Show every line of the material that follows in which the word "entry" occurs.

## Records for the task
+---+
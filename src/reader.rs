//! Reading documents from text, files and URLs.

use std::ops::Deref;
use std::path::Path;
use std::rc::Rc;

use tracing::{debug, info};

use crate::context::ReferenceContext;
use crate::error::SpecError;
use crate::loader::{is_url, load_file, load_uri, parse_document, parse_json, parse_yaml};
use crate::object::SpecObject;
use crate::property::ObjectRef;
use crate::spec::ObjectKind;
use crate::types::{OpenApiVersion, ReadOptions};

/// A document read from a file or URL, together with the context its
/// references resolve in.
#[derive(Debug)]
pub struct Document {
    root: ObjectRef,
    context: Rc<ReferenceContext>,
}

impl Document {
    pub fn root(&self) -> &ObjectRef {
        &self.root
    }

    pub fn context(&self) -> &Rc<ReferenceContext> {
        &self.context
    }

    /// Resolve the references left in the document, in its own context.
    ///
    /// # Errors
    ///
    /// See [`SpecObject::resolve_references`].
    pub fn resolve_references(&self) -> Result<(), SpecError> {
        self.root.resolve_references(Some(&self.context))
    }

    pub fn into_parts(self) -> (ObjectRef, Rc<ReferenceContext>) {
        (self.root, self.context)
    }
}

impl Deref for Document {
    type Target = SpecObject;

    fn deref(&self) -> &SpecObject {
        &self.root
    }
}

/// Build a node of `kind` from JSON text.
///
/// # Errors
///
/// Returns `SpecError::Parse` on syntax errors and `SpecError::TypeError` when
/// the data cannot become a node.
pub fn read_from_json(text: &str, kind: ObjectKind) -> Result<ObjectRef, SpecError> {
    let value = parse_json(text, "<json>")?;
    SpecObject::from_value(kind, &value, OpenApiVersion::Unsupported)
}

/// Build a node of `kind` from YAML text.
///
/// # Errors
///
/// Returns `SpecError::Parse` on syntax errors and `SpecError::TypeError` when
/// the data cannot become a node.
pub fn read_from_yaml(text: &str, kind: ObjectKind) -> Result<ObjectRef, SpecError> {
    let value = parse_yaml(text, "<yaml>")?;
    SpecObject::from_value(kind, &value, OpenApiVersion::Unsupported)
}

/// Read a document from a local path or an `http(s)://`/`file://` URI.
///
/// Positions are stamped on every node. With `options.resolve` set, all
/// references are resolved before returning, using the given mode and
/// failure policy.
///
/// # Errors
///
/// Returns IO, parse and construction errors, and resolution errors not
/// recorded under the failure policy.
pub fn read_from_file(
    source: &str,
    kind: ObjectKind,
    options: &ReadOptions,
) -> Result<Document, SpecError> {
    let (uri, text) = if is_url(source) || source.contains("://") {
        (source.to_string(), load_uri(source)?)
    } else {
        let path = Path::new(source);
        let absolute = if path.is_absolute() {
            path.to_path_buf()
        } else {
            std::env::current_dir()
                .map_err(|e| SpecError::Io {
                    uri: source.to_string(),
                    message: e.to_string(),
                })?
                .join(path)
        };
        let text = load_file(&absolute)?;
        (absolute.display().to_string(), text)
    };
    info!(source, "reading document");

    let value = parse_document(&text, &uri)?;
    let root = SpecObject::from_value(kind, &value, OpenApiVersion::Unsupported)?;

    let mut context = ReferenceContext::new(Some(&root), &uri)?
        .with_failure_policy(options.failure_policy);
    if let Some(mode) = options.resolve {
        context = context.with_mode(mode);
    }
    let context = Rc::new(context);
    context.cache().set_file(context.uri(), Rc::new(value));

    root.set_reference_context(&context);
    root.set_document_root();
    if let Some(mode) = options.resolve {
        debug!(?mode, "resolving references");
        root.resolve_references(Some(&context))?;
    }
    Ok(Document { root, context })
}

#[cfg(test)]
mod tests {
    use super::*;
    use crate::types::ResolveMode;

    #[test]
    fn read_json_text() {
        let root = read_from_json(
            r#"{"openapi": "3.0.0", "info": {"title": "T", "version": "1"}, "paths": {}}"#,
            ObjectKind::OpenApi,
        )
        .unwrap();
        assert_eq!(root.version(), OpenApiVersion::V3_0);
        assert!(root.validate());
    }

    #[test]
    fn read_yaml_text_of_any_kind() {
        let schema = read_from_yaml("type: string\nformat: date\n", ObjectKind::Schema).unwrap();
        assert_eq!(schema.kind(), ObjectKind::Schema);
        assert_eq!(schema.get_str("format").as_deref(), Some("date"));
    }

    #[test]
    fn read_reports_syntax_errors() {
        assert!(matches!(
            read_from_json("{", ObjectKind::OpenApi),
            Err(SpecError::Parse { .. })
        ));
    }

    #[test]
    fn read_file_stamps_positions_and_resolves() {
        let dir = tempfile::tempdir().unwrap();
        let path = dir.path().join("api.yaml");
        std::fs::write(
            &path,
            "openapi: 3.0.0\ninfo:\n  title: T\n  version: '1'\npaths: {}\ncomponents:\n  schemas:\n    A:\n      $ref: '#/components/schemas/B'\n    B:\n      type: string\n",
        )
        .unwrap();

        let doc = read_from_file(
            path.to_str().unwrap(),
            ObjectKind::OpenApi,
            &ReadOptions::new(),
        )
        .unwrap();
        let schemas = doc.get_object("components").unwrap().get("schemas").unwrap();
        let a = schemas.entry("A").unwrap().as_object().unwrap();
        let b = schemas.entry("B").unwrap().as_object().unwrap();
        assert!(Rc::ptr_eq(a, b));
        assert_eq!(b.position().unwrap().pointer.as_str(), "/components/schemas/B");
        assert_eq!(doc.context().mode(), ResolveMode::All);
    }

    #[test]
    fn read_file_without_resolving() {
        let dir = tempfile::tempdir().unwrap();
        let path = dir.path().join("api.json");
        std::fs::write(
            &path,
            r##"{"openapi": "3.0.0", "info": {"title": "T", "version": "1"}, "paths": {}, "components": {"schemas": {"A": {"$ref": "#/components/schemas/B"}, "B": {}}}}"##,
        )
        .unwrap();

        let doc = read_from_file(
            path.to_str().unwrap(),
            ObjectKind::OpenApi,
            &ReadOptions::new().resolve(None),
        )
        .unwrap();
        let schemas = doc.get_object("components").unwrap().get("schemas").unwrap();
        assert!(schemas.entry("A").unwrap().as_reference().is_some());

        doc.resolve_references().unwrap();
        let schemas = doc.get_object("components").unwrap().get("schemas").unwrap();
        assert!(schemas.entry("A").unwrap().as_object().is_some());
    }

    #[test]
    fn read_missing_file() {
        let err = read_from_file("/nonexistent/api.yaml", ObjectKind::OpenApi, &ReadOptions::new())
            .unwrap_err();
        assert_eq!(err.exit_code(), 3);
    }
}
+---+
## Solved exercise
        let a = schemas.entry("A").unwrap().as_object().unwrap();
        let b = schemas.entry("B").unwrap().as_object().unwrap();
        assert!(schemas.entry("A").unwrap().as_reference().is_some());
        assert!(schemas.entry("A").unwrap().as_object().is_some());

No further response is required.